I love my tuna slice; it is so easy to make and works as both a hand-held toddler food and an adult meal. Miss S, Will and I all love it and if I make a large batch it ends up feeding us for a few days, which means a cooking break for me! The medical wins of this meal – it is fish based so excellent for cholesterol management and given you pack so many vegetables in it’s an easy way to get the 5 daily serves in (especially if you have it with salad on the side!).

 

What you need:

1 medium sized onion chopped into quarters– I use brown or red; whatever I have

Eggs – the number depends on how much veg you put in –I usually use 6 eggs because of my vegetable content. The egg is the binder so if you use loads of vegetables or you are making a gigantic slice, you may need more. When you are pouring into your baking dish at the end you want a thick biscuit mixture- like consistency so add enough egg to achieve that!

1 x 415 gram tuna can – I like to use tuna in olive oil as it gives the slice some moistness. You can use brine or spring water bases; whatever you fancy.

1 cup of milk – I use low fat

Approximately 100 grams of savoury crackers – Savoy for instance

A good handful or 2 of cheddar cheese – aim for 80 to 100 grams if you’re into measuring

Parsley (I use this as it goes beautifully with tuna and we have loads in the garden) – you can use whatever you have though– basil also works really well!

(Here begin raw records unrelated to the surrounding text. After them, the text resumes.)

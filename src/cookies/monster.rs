use crate::cookies::canonicalcookie::CanonicalCookie;
use crate::cookies::psl;
use parking_lot::RwLock;
use time::{Duration, OffsetDateTime};
use url::Url;

/// Longest lifetime accepted from `Max-Age`, so expiry arithmetic stays in range.
const MAX_COOKIE_AGE: Duration = Duration::days(365 * 100);

/// In-memory cookie store.
/// Modeled after Chromium's `net::CookieMonster`.
///
/// Cookies are kept in insertion order. Replacing a cookie with the same
/// (name, domain, path) identity keeps its original position.
#[derive(Debug, Default)]
pub struct CookieMonster {
    store: RwLock<Vec<CanonicalCookie>>,
}

impl CookieMonster {
    pub fn new() -> Self {
        Self::default()
    }

    /// Insert or replace a cookie. An already-expired cookie deletes the
    /// stored entry with the same identity instead.
    pub fn set_canonical_cookie(&self, cookie: CanonicalCookie) {
        let mut store = self.store.write();
        let existing = store.iter().position(|c| c.same_identity(&cookie));

        if cookie.is_expired(OffsetDateTime::now_utc()) {
            if let Some(idx) = existing {
                store.remove(idx);
                tracing::debug!(name = %cookie.name, domain = %cookie.domain, "cookie expired by server");
            }
            return;
        }

        match existing {
            Some(idx) => store[idx] = cookie,
            None => store.push(cookie),
        }
    }

    /// Apply one `Set-Cookie` line received from `url`.
    ///
    /// Returns false when the line is unparsable or its `Domain` attribute is
    /// not acceptable for the request host.
    pub fn parse_and_save_cookie(&self, url: &Url, cookie_line: &str) -> bool {
        let parsed = match cookie::Cookie::parse(cookie_line) {
            Ok(parsed) => parsed,
            Err(e) => {
                tracing::warn!(line = %cookie_line, error = %e, "failed to parse Set-Cookie");
                return false;
            }
        };

        let host = url.host_str().unwrap_or("").to_ascii_lowercase();
        let now = OffsetDateTime::now_utc();

        let (domain, host_only) = match parsed.domain() {
            Some(d) if !d.trim_start_matches('.').is_empty() => {
                let d = d.trim_start_matches('.').to_ascii_lowercase();
                if !psl::is_valid_cookie_domain(&d, &host) {
                    tracing::debug!(domain = %d, host = %host, "rejected cookie domain");
                    return false;
                }
                (d, false)
            }
            _ => (host, true),
        };

        let (path, path_specified) = match parsed.path() {
            Some(p) if p.starts_with('/') => (p.to_string(), true),
            _ => (default_path(url), false),
        };

        // Max-Age wins over Expires.
        let expiration_time = match parsed.max_age() {
            Some(age) if age <= Duration::ZERO => Some(OffsetDateTime::UNIX_EPOCH),
            Some(age) => Some(now + age.min(MAX_COOKIE_AGE)),
            None => parsed.expires().and_then(|e| e.datetime()),
        };

        let cookie = CanonicalCookie {
            name: parsed.name().to_string(),
            value: parsed.value().to_string(),
            domain,
            path,
            creation_time: now,
            expiration_time,
            secure: parsed.secure().unwrap_or(false),
            http_only: parsed.http_only().unwrap_or(false),
            host_only,
            discard: expiration_time.is_none(),
            path_specified,
        };

        self.set_canonical_cookie(cookie);
        true
    }

    /// Apply a `Set-Cookie` header value that may hold several cookies
    /// joined with commas. Returns how many cookies were accepted.
    pub fn update(&self, url: &Url, header: &str) -> usize {
        split_set_cookie(header)
            .into_iter()
            .filter(|line| self.parse_and_save_cookie(url, line))
            .count()
    }

    /// Cookies that apply to `url`: domain, path, secure flag and expiry
    /// all match. Longer paths sort first; ties keep insertion order.
    pub fn get_cookies_for_url(&self, url: &Url) -> Vec<CanonicalCookie> {
        let host = url.host_str().unwrap_or("");
        let request_path = url.path();
        let now = OffsetDateTime::now_utc();

        let mut result: Vec<CanonicalCookie> = self
            .store
            .read()
            .iter()
            .filter(|c| Self::domain_matches(&c.domain, host, c.host_only))
            .filter(|c| Self::path_matches(&c.path, request_path))
            .filter(|c| !c.secure || url.scheme() == "https")
            .filter(|c| !c.is_expired(now))
            .cloned()
            .collect();

        result.sort_by(|a, b| b.path.len().cmp(&a.path.len()));
        result
    }

    /// `Cookie` header value for a request to `url`, if any cookie applies.
    pub fn header_for_url(&self, url: &Url) -> Option<String> {
        let cookies = self.get_cookies_for_url(url);
        if cookies.is_empty() {
            return None;
        }
        Some(join_pairs(&cookies))
    }

    /// Every unexpired cookie as `name=value` pairs joined by `; `, in
    /// insertion order, regardless of domain or path.
    pub fn to_header(&self) -> String {
        let now = OffsetDateTime::now_utc();
        let store = self.store.read();
        let live: Vec<&CanonicalCookie> = store.iter().filter(|c| !c.is_expired(now)).collect();
        live.iter().map(|c| c.pair()).collect::<Vec<_>>().join("; ")
    }

    /// Value of the first unexpired cookie called `name`.
    pub fn get(&self, name: &str) -> Option<String> {
        let now = OffsetDateTime::now_utc();
        self.store
            .read()
            .iter()
            .find(|c| c.name == name && !c.is_expired(now))
            .map(|c| c.value.clone())
    }

    pub fn get_or(&self, name: &str, default: &str) -> String {
        self.get(name).unwrap_or_else(|| default.to_string())
    }

    /// Remove the cookie with this identity. Returns whether one existed.
    pub fn remove(&self, name: &str, domain: &str, path: &str) -> bool {
        let mut store = self.store.write();
        let before = store.len();
        store.retain(|c| !(c.name == name && c.path == path && c.domain.eq_ignore_ascii_case(domain)));
        store.len() != before
    }

    /// Drop expired cookies. Returns how many were removed.
    pub fn purge_expired(&self) -> usize {
        let now = OffsetDateTime::now_utc();
        let mut store = self.store.write();
        let before = store.len();
        store.retain(|c| !c.is_expired(now));
        before - store.len()
    }

    /// Get total cookie count.
    pub fn total_cookie_count(&self) -> usize {
        self.store.read().len()
    }

    /// Clear all cookies.
    pub fn clear(&self) {
        self.store.write().clear();
    }

    /// Snapshot of all cookies in insertion order (for persistence).
    pub fn iter_all_cookies(&self) -> impl Iterator<Item = CanonicalCookie> {
        self.store.read().clone().into_iter()
    }

    /// Replace the whole store with `cookies`, skipping expired ones.
    pub fn replace_all(&self, cookies: impl IntoIterator<Item = CanonicalCookie>) -> usize {
        let now = OffsetDateTime::now_utc();
        let mut fresh: Vec<CanonicalCookie> = Vec::new();
        for cookie in cookies.into_iter().filter(|c| !c.is_expired(now)) {
            match fresh.iter().position(|c| c.same_identity(&cookie)) {
                Some(idx) => fresh[idx] = cookie,
                None => fresh.push(cookie),
            }
        }
        let count = fresh.len();
        *self.store.write() = fresh;
        count
    }

    /// Check if cookie domain matches request host.
    /// Implements RFC 6265 domain matching.
    fn domain_matches(cookie_domain: &str, request_host: &str, host_only: bool) -> bool {
        if host_only {
            // Host-only cookie: exact match required
            return cookie_domain.eq_ignore_ascii_case(request_host);
        }
        psl::domain_match(request_host, cookie_domain)
    }

    /// Check if request path matches cookie path.
    /// Implements RFC 6265 path matching.
    fn path_matches(cookie_path: &str, request_path: &str) -> bool {
        if request_path == cookie_path {
            return true;
        }

        if request_path.starts_with(cookie_path) {
            if cookie_path.ends_with('/') {
                return true;
            }
            return request_path.as_bytes().get(cookie_path.len()) == Some(&b'/');
        }

        false
    }
}

fn join_pairs(cookies: &[CanonicalCookie]) -> String {
    cookies.iter().map(|c| c.pair()).collect::<Vec<_>>().join("; ")
}

/// RFC 6265 §5.1.4 default-path: the request path up to, not including,
/// its last `/`, or `/` when that leaves nothing.
fn default_path(url: &Url) -> String {
    let path = url.path();
    match path.rfind('/') {
        Some(0) | None => "/".to_string(),
        Some(idx) => path[..idx].to_string(),
    }
}

/// Split a comma-joined `Set-Cookie` value into individual cookie lines.
///
/// A comma only separates two cookies when the text after it starts with
/// a `name=` token. Commas inside `Expires` dates or cookie values stay put.
pub fn split_set_cookie(header: &str) -> Vec<&str> {
    let mut lines = Vec::new();
    let mut start = 0;

    for (idx, ch) in header.char_indices() {
        if ch == ',' && starts_new_cookie(&header[idx + 1..]) {
            lines.push(header[start..idx].trim());
            start = idx + 1;
        }
    }
    lines.push(header[start..].trim());
    lines.retain(|l| !l.is_empty());
    lines
}

fn starts_new_cookie(rest: &str) -> bool {
    let rest = rest.trim_start();
    let name_len = rest.bytes().take_while(|b| is_token_byte(*b)).count();
    name_len > 0 && rest.as_bytes().get(name_len) == Some(&b'=')
}

/// RFC 7230 `tchar`.
fn is_token_byte(b: u8) -> bool {
    b.is_ascii_alphanumeric() || b"!#$%&'*+-.^_`|~".contains(&b)
}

1 cup of frozen peas thawed – please note you can use whatever you like here – you can just use peas or just use corn – I use both as my family loves them

1 cup of frozen corn thawed (I throw boiling water on the cup of frozen vegetables and leave it for 5 minutes then thoroughly drain the fluid off)

1 zucchini – grated

Whatever other veg you have – I sometimes put in the following depending on what I have

2 stalks of celery chopped

4-5 mushrooms chopped

Spinach from the garden –I often chuck in loads

1 tomato chopped – be careful with more that this as it can add to much fluid to the slice

 

FYI my last batch contained 1 whole zucchini, 1 cup peas, 1 cup corn, 4 mushrooms and a handful of silverbeet– it was seriously delicious and perhaps my best batch yet!

 

I use the thermomix to make this but you don’t need to – I’ve provided both options below.

 

For thermomix kids:

  1. Chuck in the chopped onion and blitz it on speed 7 for 10 seconds
  2. Scrape down the sides, chuck in the biscuits and cheese and blitz again for 10 seconds on speed 7 (it should be a thick paste like consistency)
  3. Throw in the eggs, vegetables, herbs (literally everything else in the list up there) and season with pepper (I do not add salt as Miss S eats this)
  4. Stir on speed 3 for 1 minute or until all the ingredients are combined. Sometimes I put the speed higher just to really mix it all up.
  5. Chuck it in a lined baking tray and bake that baby on 180 degrees for 25 – 30 minutes (it should be golden brown on top)

 

If you don’t have a thermomix (and I have made it sans thermie before and it worked) just chop the onion finely instead. You will need a blender though for the biscuits and cheese for it to really work well. If you blend the onion, biscuits and cheese for the first few steps then mix in the eggs, herbs and vegetables by hand it still works beautifully!

 

I often serve this with salad on the side (Miss S gets chopped up cherry tomatoes, cucumber and lettuce) but if your child won’t eat the salad then you still know you’re getting enough goodness into them anyway through the slice. This makes a fantastic on the go meal for adults and kids.